I will report on joint work with Leandro Arosio. Let $X$ be

a Stein manifold of dimension $n\geq 2$ satisfying the volume density

property with respect to an exact holomorphic volume form. For example,

$X$ could be $\C^n$, any connected linear algebraic group that is not

reductive, the Koras-Russell cubic, or a product $Y\times\C$, where $Y$

is any Stein manifold with the volume density property. We prove that

chaotic automorphisms are generic among volume-preserving holomorphic

automorphisms of $X$. In particular, $X$ has a chaotic holomorphic

automorphism. Forn\ae ss and Sibony proved (but did not explicitly

state) this for $X=\C^n$ in 1997. We follow their approach closely.

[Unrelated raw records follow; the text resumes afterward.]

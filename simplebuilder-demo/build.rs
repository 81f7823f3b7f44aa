fn main() {
    env_logger::init();

    simplebuilder_build::generate_builders()
        .scan_path("src/")
        .run()
        .expect("Failed to generate builders");
}
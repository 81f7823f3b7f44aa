//! The marker and the reserved names generated code lives under.

use proc_macro2::TokenStream;
use quote::{format_ident, quote};

use crate::error::GenerateError;
use crate::forest::ModulePath;

/// Simple name of the marker derive and of the marker trait.
pub const MARKER_NAME: &str = "GenerateBuilder";

/// Module, at the crate root, holding the marker declaration.
pub const MARKER_MODULE: &str = "simple_builder_gen";

/// Module, at the crate root, every generated builder is re-exported from.
pub const GENERATED_MODULE: &str = "simple_builder_gen_generated";

/// Crate providing the marker derive.
pub const MACROS_CRATE: &str = "simplebuilder_macros";

/// Header prepended to every emitted unit.
pub const GENERATED_HEADER: &str = "// @generated by simplebuilder-build. Do not edit.\n\n";

pub fn marker_module() -> ModulePath {
    ModulePath::from_iter([MARKER_MODULE])
}

/// `crate::simple_builder_gen::GenerateBuilder`
pub fn qualified_name() -> String {
    marker_module().qualify(MARKER_NAME)
}

/// Absolute paths a derive may resolve to and still count as the marker.
pub fn accepted_paths() -> [String; 2] {
    [qualified_name(), format!("::{MACROS_CRATE}::{MARKER_NAME}")]
}

/// `crate::simple_builder_gen::GenerateBuilder` as tokens, for impl headers.
pub fn trait_path() -> TokenStream {
    let module = format_ident!("{}", MARKER_MODULE);
    let name = format_ident!("{}", MARKER_NAME);
    quote!(crate::#module::#name)
}

fn marker_tokens() -> TokenStream {
    let module = format_ident!("{}", MARKER_MODULE);
    let name = format_ident!("{}", MARKER_NAME);
    let macros = format_ident!("{}", MACROS_CRATE);

    quote! {
        /// Builder generation marker.
        ///
        /// `#[derive(GenerateBuilder)]` opts a struct in; the trait of the same
        /// name is implemented for it by the generated builders unit.
        pub mod #module {
            pub use ::#macros::#name;

            /// Implemented for every struct that has a generated builder.
            pub trait #name {
                type Builder: ::core::default::Default;

                /// A builder with every field at its default value.
                fn builder() -> Self::Builder {
                    ::core::default::Default::default()
                }
            }
        }
    }
}

/// Source text of the unit declaring the marker.
pub fn marker_source() -> Result<String, GenerateError> {
    render(marker_tokens())
}

/// Pretty-print a generated file and prepend the header.
pub(crate) fn render(tokens: TokenStream) -> Result<String, GenerateError> {
    let file: syn::File = syn::parse2(tokens).map_err(GenerateError::Render)?;
    Ok(format!("{GENERATED_HEADER}{}", prettyplease::unparse(&file)))
}
impl SourceForest {
    pub fn new() -> Self {
        Self::default()
    }

    pub fn from_trees(trees: impl IntoIterator<Item = SourceTree>) -> Self {
        Self {
            trees: trees.into_iter().collect(),
        }
    }

    /// Load every `.rs` file below `root`, sorted by relative path.
    ///
    /// Files that fail to parse are skipped; rustc reports them anyway.
    pub fn load(root: &Path) -> Result<Self, GenerateError> {
        let mut files = Vec::new();

        for entry in WalkDir::new(root).follow_links(true) {
            let entry = entry.map_err(|err| GenerateError::Io {
                path: err.path().unwrap_or(root).to_path_buf(),
                source: err
                    .into_io_error()
                    .unwrap_or_else(|| std::io::Error::other("filesystem loop")),
            })?;
            let path = entry.path();

            if path.extension().is_none_or(|ext| ext != "rs") {
                continue;
            }

            let relative = path.strip_prefix(root).unwrap_or(path);
            if relative.components().any(|c| {
                let name = c.as_os_str().to_string_lossy();
                name.starts_with('.') || name == "target" || name == "bin"
            }) {
                continue;
            }

            files.push(path.to_path_buf());
        }

        files.sort();

        let mut forest = Self::new();
        for path in files {
            let text = fs::read_to_string(&path).map_err(|source| GenerateError::Io {
                path: path.clone(),
                source,
            })?;
            let module = compute_module_path(&path, root);
            match SourceTree::parse(module, TreeOrigin::File(path.clone()), &text) {
                Ok(tree) => forest.push(tree),
                Err(err) => log::warn!("skipping {}: {err}", path.display()),
            }
        }

        forest.retain_declared();
        log::debug!("loaded {} source trees from {}", forest.trees.len(), root.display());
        Ok(forest)
    }

    /// Drop file trees no `mod name;` declaration reaches from the crate root,
    /// including those declared only under `#[cfg(test)]`. Without a root tree
    /// nothing can be followed and every tree is kept.
    fn retain_declared(&mut self) {
        if !self.trees.iter().any(|tree| tree.module.is_root()) {
            return;
        }

        let mut by_depth: Vec<&SourceTree> = self.trees.iter().collect();
        by_depth.sort_by_key(|tree| tree.module.segments().len());

        let mut reached: Vec<&SourceTree> = Vec::new();
        for tree in by_depth {
            if tree.module.is_root() || declares_file_module(&reached, &tree.module) {
                reached.push(tree);
            } else {
                log::debug!("skipping {}: not declared by any reachable module", tree.origin);
            }
        }

        let keep: HashSet<ModulePath> = reached.into_iter().map(|tree| tree.module.clone()).collect();
        self.trees.retain(|tree| keep.contains(&tree.module));
    }

    pub fn push(&mut self, tree: SourceTree) {
        self.trees.push(tree);
    }

    pub fn extend(&mut self, other: SourceForest) {
        self.trees.extend(other.trees);
    }

    pub fn trees(&self) -> &[SourceTree] {
        &self.trees
    }

    pub fn is_empty(&self) -> bool {
        self.trees.is_empty()
    }

    /// Whether any tree defines `module`, either as its own file or as a
    /// `mod` item (inline or out-of-line) in its parent.
    pub fn declares_module(&self, module: &ModulePath) -> bool {
        let Some(parent) = module.parent() else {
            return true;
        };
        let Some(name) = module.segments().last() else {
            return true;
        };

        self.trees.iter().any(|tree| {
            tree.module == *module
                || items_at(tree, &parent).is_some_and(|items| {
                    items
                        .iter()
                        .any(|item| matches!(item, Item::Mod(m) if m.ident == name))
                })
        })
    }
}
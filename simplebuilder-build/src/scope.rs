//! Module scopes: the `use` items and declared names of one module body, and
//! the path resolution built on top of them.

use std::collections::BTreeSet;

use proc_macro2::Span;
use syn::punctuated::Punctuated;
use syn::{Attribute, Ident, ItemUse, Token, UseGroup, UseName, UsePath, UseRename, UseTree, Visibility};

use crate::forest::{ModulePath, SemanticModel};

/// Index of a [`Scope`] inside the collector that recorded it.
pub type ScopeId = usize;

/// The name an import binds.
#[derive(Debug, Clone, PartialEq, Eq)]
pub enum ImportName {
    Named(String),
    Glob,
}

/// A flattened, absolute import: `use crate::a::B as C` becomes
/// `Named("C") -> crate::a::B`. Extern paths start with an empty segment so
/// they join as `::ext::B`.
#[derive(Debug, Clone, PartialEq, Eq)]
pub struct Import {
    pub name: ImportName,
    pub target: Vec<String>,
}

/// One module body (a file or an inline `mod`).
#[derive(Debug, Clone)]
pub struct Scope<'ast> {
    pub module: ModulePath,
    pub uses: Vec<&'ast ItemUse>,
    pub declared: BTreeSet<String>,
}

impl<'ast> Scope<'ast> {
    pub fn new(module: ModulePath) -> Self {
        Self {
            module,
            uses: Vec::new(),
            declared: BTreeSet::new(),
        }
    }

    /// A name is local when this module declares it, in source or in a tree
    /// synthesized during the pass.
    pub fn is_local(&self, name: &str, model: &SemanticModel<'_>) -> bool {
        self.declared.contains(name) || model.synthesizes(&self.module, name)
    }

    /// The scope's `use` items rewritten so they mean the same thing from any
    /// other module of the crate.
    pub fn rebased_uses(&self, model: &SemanticModel<'_>) -> Vec<ItemUse> {
        self.uses
            .iter()
            .flat_map(|item| self.rebase_use(item, model, true))
            .collect()
    }

    /// Every binding the scope's `use` items introduce, with absolute targets.
    pub fn imports(&self, model: &SemanticModel<'_>) -> Vec<Import> {
        let mut imports = Vec::new();
        for item in self.rebased_uses(model) {
            let prefix = if item.leading_colon.is_some() {
                vec![String::new()]
            } else {
                Vec::new()
            };
            flatten(&item.tree, prefix, &mut imports);
        }
        imports
    }

    /// Absolute candidates `path` may refer to from inside this scope.
    ///
    /// Resolution is an over-approximation: explicit imports, local items,
    /// glob imports and the extern prelude all contribute a candidate.
    pub fn resolve(&self, path: &syn::Path, model: &SemanticModel<'_>) -> Vec<String> {
        let segments: Vec<String> = path.segments.iter().map(|s| s.ident.to_string()).collect();
        let Some(first) = segments.first() else {
            return Vec::new();
        };

        if path.leading_colon.is_some() {
            return vec![format!("::{}", segments.join("::"))];
        }

        if let Some(base) = self.keyword_base(&segments) {
            return vec![base.join("::")];
        }

        let rest = &segments[1..];
        let mut candidates = Vec::new();
        let imports = self.imports(model);

        for import in &imports {
            if let ImportName::Named(name) = &import.name
                && name == first
            {
                candidates.push(join(&import.target, rest));
            }
        }

        if self.is_local(first, model) {
            candidates.push(join(&self.module.absolute_segments(), &segments));
        }

        for import in imports.iter().filter(|import| import.name == ImportName::Glob) {
            candidates.push(join(&import.target, &segments));
        }

        candidates.push(format!("::{}", segments.join("::")));
        candidates.dedup();
        candidates
    }

    /// Absolute form of a path starting with `crate`, `self` or `super`.
    fn keyword_base(&self, segments: &[String]) -> Option<Vec<String>> {
        match segments.first().map(String::as_str) {
            Some("crate") => Some(segments.to_vec()),
            Some("self") => Some(
                self.module
                    .absolute_segments()
                    .into_iter()
                    .chain(segments[1..].iter().cloned())
                    .collect(),
            ),
            Some("super") => {
                let mut module = self.module.clone();
                let mut rest = segments;
                while rest.first().is_some_and(|s| s == "super") {
                    module = module.parent()?;
                    rest = &rest[1..];
                }
                Some(module.absolute_segments().into_iter().chain(rest.iter().cloned()).collect())
            }
            _ => None,
        }
    }

    /// Target of `name` when another `use` of this scope binds it, e.g.
    /// `pricing` in `use super::pricing; use pricing::Quote;`. Only one level
    /// of such chaining is followed.
    fn imported(&self, name: &str, skip: &ItemUse, model: &SemanticModel<'_>) -> Option<Vec<String>> {
        let mut imports = Vec::new();
        for item in self.uses.iter().filter(|item| !std::ptr::eq(**item, skip)) {
            for rebased in self.rebase_use(item, model, false) {
                let prefix = if rebased.leading_colon.is_some() {
                    vec![String::new()]
                } else {
                    Vec::new()
                };
                flatten(&rebased.tree, prefix, &mut imports);
            }
        }

        imports.into_iter().find_map(|import| match import.name {
            ImportName::Named(bound) if bound == name => Some(import.target),
            _ => None,
        })
    }

    fn rebase_use(&self, item: &ItemUse, model: &SemanticModel<'_>, follow_imports: bool) -> Vec<ItemUse> {
        let attrs: Vec<Attribute> = item
            .attrs
            .iter()
            .filter(|attr| attr.path().is_ident("cfg"))
            .cloned()
            .collect();
        let make = |leading_colon: bool, tree: UseTree| ItemUse {
            attrs: attrs.clone(),
            vis: Visibility::Inherited,
            use_token: Default::default(),
            leading_colon: leading_colon.then(Default::default),
            tree,
            semi_token: Default::default(),
        };

        if item.leading_colon.is_some() {
            return vec![make(true, item.tree.clone())];
        }

        let mut roots = Vec::new();
        split_group(&item.tree, &mut roots);

        roots
            .into_iter()
            .filter_map(|tree| {
                let (first, tail) = match tree {
                    UseTree::Path(UsePath { ident, tree: rest, .. }) => (ident.to_string(), Some(rest.as_ref())),
                    UseTree::Name(UseName { ident }) | UseTree::Rename(UseRename { ident, .. }) => {
                        (ident.to_string(), None)
                    }
                    UseTree::Glob(_) | UseTree::Group(_) => return None,
                };

                match first.as_str() {
                    "crate" => Some(make(false, tree.clone())),
                    "self" | "super" => {
                        let mut segments = vec![first.clone()];
                        let mut tail = tail?;
                        while let UseTree::Path(UsePath { ident, tree: rest, .. }) = tail {
                            if first != "super" || ident != "super" {
                                break;
                            }
                            segments.push(ident.to_string());
                            tail = rest.as_ref();
                        }
                        let base = self.keyword_base(&segments)?;
                        Some(make(false, prefixed(&base, tail.clone())))
                    }
                    // `use local_item;` only re-imports a name the module already has.
                    name if self.is_local(name, model) => {
                        let tail = tail?;
                        let base = self.module.absolute_segments().into_iter().chain([first.clone()]);
                        Some(make(false, prefixed(&base.collect::<Vec<_>>(), tail.clone())))
                    }
                    name => match tail {
                        Some(tail) if follow_imports => match self.imported(name, item, model) {
                            Some(target) => match target.split_first() {
                                Some((first, rest)) if first.is_empty() => Some(make(true, prefixed(rest, tail.clone()))),
                                _ => Some(make(false, prefixed(&target, tail.clone()))),
                            },
                            None => Some(make(true, tree.clone())),
                        },
                        _ => Some(make(true, tree.clone())),
                    },
                }
            })
            .collect()
    }
}

/// Top-level `use {a::b, c};` groups become separate roots.
fn split_group<'t>(tree: &'t UseTree, roots: &mut Vec<&'t UseTree>) {
    match tree {
        UseTree::Group(UseGroup { items, .. }) => {
            for item in items {
                split_group(item, roots);
            }
        }
        other => roots.push(other),
    }
}

/// `["crate", "a"]` + `B` -> `crate::a::B`
fn prefixed(segments: &[String], tail: UseTree) -> UseTree {
    segments.iter().rev().fold(tail, |tree, segment| {
        UseTree::Path(UsePath {
            ident: Ident::new(segment, Span::call_site()),
            colon2_token: Default::default(),
            tree: Box::new(tree),
        })
    })
}

fn flatten(tree: &UseTree, prefix: Vec<String>, out: &mut Vec<Import>) {
    match tree {
        UseTree::Path(path) => {
            let mut next = prefix;
            next.push(path.ident.to_string());
            flatten(&path.tree, next, out);
        }
        UseTree::Name(UseName { ident }) if ident == "self" => {
            if let Some(last) = prefix.last().cloned() {
                out.push(Import {
                    name: ImportName::Named(last),
                    target: prefix,
                });
            }
        }
        UseTree::Name(UseName { ident }) => {
            let mut target = prefix;
            target.push(ident.to_string());
            out.push(Import {
                name: ImportName::Named(ident.to_string()),
                target,
            });
        }
        UseTree::Rename(UseRename { ident, rename, .. }) => {
            let mut target = prefix;
            target.push(ident.to_string());
            out.push(Import {
                name: ImportName::Named(rename.to_string()),
                target,
            });
        }
        UseTree::Glob(_) => out.push(Import {
            name: ImportName::Glob,
            target: prefix,
        }),
        UseTree::Group(group) => {
            let items: &Punctuated<UseTree, Token![,]> = &group.items;
            for item in items {
                flatten(item, prefix.clone(), out);
            }
        }
    }
}

fn join(base: &[String], rest: &[String]) -> String {
    base.iter().chain(rest.iter()).cloned().collect::<Vec<_>>().join("::")
}
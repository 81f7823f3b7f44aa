//! Marker resolution and member extraction.

use syn::punctuated::Punctuated;
use syn::{Attribute, Fields, Ident, ItemStruct, ItemUse, Token, Type, Visibility};

use crate::collector::{CandidateDeclaration, DeclarationCollector};
use crate::config::MarkerMatch;
use crate::forest::{ModulePath, SemanticModel};
use crate::marker;
use crate::scope::Scope;

/// One `pub` named field of a resolved struct.
#[derive(Debug, Clone)]
pub struct ExtractedMember {
    pub ident: Ident,
    pub ty: Type,
    /// Position among the extracted members.
    pub index: usize,
}

/// Extracted members plus the number of fields left out because they are not `pub`.
#[derive(Debug, Clone, Default)]
pub struct MemberList {
    pub members: Vec<ExtractedMember>,
    pub hidden_fields: usize,
}

/// Why a marked struct's member list is not available.
#[derive(Debug, Clone, Copy, PartialEq, Eq)]
pub enum UnavailableReason {
    /// The qualified name did not lead back to a declaration.
    NotFound,
    TupleFields,
    Generic,
    /// Generated code could not name the struct.
    Private,
}

#[derive(Debug, Clone)]
pub enum Extraction {
    Members(MemberList),
    Unavailable(UnavailableReason),
}

/// Visibility of the struct, and so of its builder.
#[derive(Debug, Clone, Copy, PartialEq, Eq)]
pub enum TypeVisibility {
    Public,
    Crate,
}

impl TypeVisibility {
    fn narrowest(self, other: Self) -> Self {
        match (self, other) {
            (TypeVisibility::Public, TypeVisibility::Public) => TypeVisibility::Public,
            _ => TypeVisibility::Crate,
        }
    }
}
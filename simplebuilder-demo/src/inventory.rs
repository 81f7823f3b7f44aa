use std::collections::BTreeMap;

use simplebuilder_macros::GenerateBuilder;

#[derive(Debug, Clone, Default, PartialEq, GenerateBuilder)]
pub struct Item {
    pub sku: String,
    pub quantities: BTreeMap<String, u32>,
}

/// Reserves stock for `item`, returning the reservation code.
pub fn reserve(item: &Item) -> u32 {
    internal::Reservation::for_item(item).code
}

// Not reachable from the crate root, so no builder is generated for it.
mod internal {
    use super::Item;

    #[derive(Debug, Default, crate::simple_builder_gen::GenerateBuilder)]
    pub struct Reservation {
        pub code: u32,
    }

    impl Reservation {
        pub fn for_item(item: &Item) -> Self {
            Self {
                code: item.quantities.values().sum(),
            }
        }
    }
}

pub mod pricing {
    use super::Item;

    #[derive(Debug, Clone, PartialEq, crate::simple_builder_gen::GenerateBuilder)]
    pub struct Quote {
        pub item: Item,
        pub unit_price: f64,
    }

    impl Quote {
        pub fn total(&self) -> f64 {
            let count: u32 = self.item.quantities.values().sum();
            f64::from(count) * self.unit_price
        }
    }
}
use crate::simple_builder_gen::GenerateBuilder;

#[derive(Debug, Clone, PartialEq, GenerateBuilder)]
pub struct Person {
    pub name: String,
    pub age: u32,
}

#[derive(Debug, Clone, Default, PartialEq)]
pub struct Address {
    pub street: String,
    pub city: String,
}

/// A customer record; `manager` points at another customer.
#[derive(Debug, Clone, PartialEq, GenerateBuilder)]
pub struct Customer {
    pub name: String,
    pub address: Address,
    pub tags: Vec<Option<String>>,
    pub r#type: String,
    pub manager: Option<Box<Self>>,
}

#[derive(Debug, Clone, PartialEq, GenerateBuilder)]
pub struct Settings {
    secret: String,
}

impl Settings {
    pub fn secret(&self) -> &str {
        &self.secret
    }
}

impl Default for Settings {
    fn default() -> Self {
        Self {
            secret: "hunter2".to_string(),
        }
    }
}

#[derive(Debug, Clone, Copy, PartialEq, Eq, GenerateBuilder)]
pub struct Empty;

#[derive(Debug, Clone, Default, PartialEq, GenerateBuilder)]
pub struct Account {
    pub owner: String,
    pub balance: i64,
    audit_id: u64,
}

impl Account {
    pub fn audit_id(&self) -> u64 {
        self.audit_id
    }
}

// Tuple fields have no names to derive setters from.
#[derive(Debug, Clone, Copy, PartialEq, Eq, GenerateBuilder)]
pub struct Pair(pub u32, pub u32);

#[derive(Debug, Clone, PartialEq)]
pub struct Draft {
    pub title: String,
}
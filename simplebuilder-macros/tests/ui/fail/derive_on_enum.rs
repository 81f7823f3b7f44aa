//! Compile-fail test: GenerateBuilder on an enum.

use simplebuilder_macros::GenerateBuilder;

#[derive(GenerateBuilder)]
pub enum Color {
    Red,
}

fn main() {
    let _ = Color::Red;
}
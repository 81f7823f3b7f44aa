//! Syntactic pre-filter over the forest.

use syn::visit::{self, Visit};
use syn::{Block, Item, ItemMod, ItemStruct, ItemUse};

use crate::forest::{ModulePath, SourceTree, is_test_only, item_ident};
use crate::host::SyntaxReceiver;
use crate::scope::{Scope, ScopeId};

/// A struct declaration carrying at least one attribute.
#[derive(Debug, Clone, Copy)]
pub struct CandidateDeclaration<'ast> {
    pub item: &'ast ItemStruct,
    pub scope: ScopeId,
}

/// Records candidate structs and the scopes they live in, in traversal order.
#[derive(Debug, Default)]
pub struct DeclarationCollector<'ast> {
    candidates: Vec<CandidateDeclaration<'ast>>,
    scopes: Vec<Scope<'ast>>,
    stack: Vec<ScopeId>,
}

impl<'ast> DeclarationCollector<'ast> {
    pub fn new() -> Self {
        Self::default()
    }

    pub fn candidates(&self) -> &[CandidateDeclaration<'ast>] {
        &self.candidates
    }

    pub fn scope(&self, id: ScopeId) -> &Scope<'ast> {
        &self.scopes[id]
    }

    fn open_scope(&mut self, module: ModulePath) {
        self.scopes.push(Scope::new(module));
        self.stack.push(self.scopes.len() - 1);
    }

    fn current(&mut self) -> Option<&mut Scope<'ast>> {
        let id = *self.stack.last()?;
        self.scopes.get_mut(id)
    }
}

impl<'ast> SyntaxReceiver<'ast> for DeclarationCollector<'ast> {
    fn enter_tree(&mut self, tree: &'ast SourceTree) {
        self.stack.clear();
        self.open_scope(tree.module.clone());
    }
}

impl<'ast> Visit<'ast> for DeclarationCollector<'ast> {
    fn visit_item(&mut self, item: &'ast Item) {
        if let Some(ident) = item_ident(item)
            && let Some(scope) = self.current()
        {
            scope.declared.insert(ident.to_string());
        }
        visit::visit_item(self, item);
    }

    fn visit_item_struct(&mut self, item: &'ast ItemStruct) {
        if item.attrs.is_empty() {
            return;
        }
        if let Some(&scope) = self.stack.last() {
            self.candidates.push(CandidateDeclaration { item, scope });
        }
    }

    fn visit_item_use(&mut self, item: &'ast ItemUse) {
        if let Some(scope) = self.current() {
            scope.uses.push(item);
        }
    }

    fn visit_item_mod(&mut self, item: &'ast ItemMod) {
        let Some((_, items)) = &item.content else {
            return;
        };
        if is_test_only(&item.attrs) {
            return;
        }
        let Some(parent) = self.stack.last().map(|&id| self.scopes[id].module.clone()) else {
            return;
        };

        self.open_scope(parent.child(item.ident.to_string()));
        for inner in items {
            self.visit_item(inner);
        }
        self.stack.pop();
    }

    // Items nested in function bodies are not addressable by path.
    fn visit_block(&mut self, _block: &'ast Block) {}
}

Peters, Vivas, and Wold showed that a generic volume-preserving

automorphism of $\C^n$, $n\geq 2$, has a hyperbolic fixed point whose

stable manifold is dense in $\C^n$. This property can be interpreted as

a kind of chaos. We generalise their theorem to a Stein manifold as above.

Math Colloquium

### Speaker: Guðmundur Magnússon, HI

### Title: Multi Dispatcher Systems and interacting policies

Location: VR-II, V-258

Time: Tuesday June 18 at 11.00 am

### Abstract:

This project explores the performance of parallel server system. The focus of the project is a system using multiple heuristic policies to route jobs to a server. To achieve this there is a simulator created that uses the Monte Carlo method to numerically simulate the performance of a system. It displays with figures the result of some simulations under different conditions and answers how different policies interact in this multi dispatcher system.

BSc thesis under the supervision of Esa Olavi Hyytiä.

Math Colloquium

### Speaker: Sylvain Arguillère, CNRS – Institut Camille Jordan – MMCS

### Title: Shape analysis through flows of diffeomorphisms

Location: VR-II, V-258

Time: Thursday June 13 at 11.00 am

### Abstract:

The goal of shape analysis is to compare shapes in a way that takes into account their geometric properties. The end goal is to give an adapted framework for the statistical analysis of medical data, in order to identify sick patients automatically for example. In this talk, I will describe a method introduced by Alain Trouvé, which allows to compare shapes through flows of diffeomorphisms with minimal energy, using tools from differential geometry and optimal control.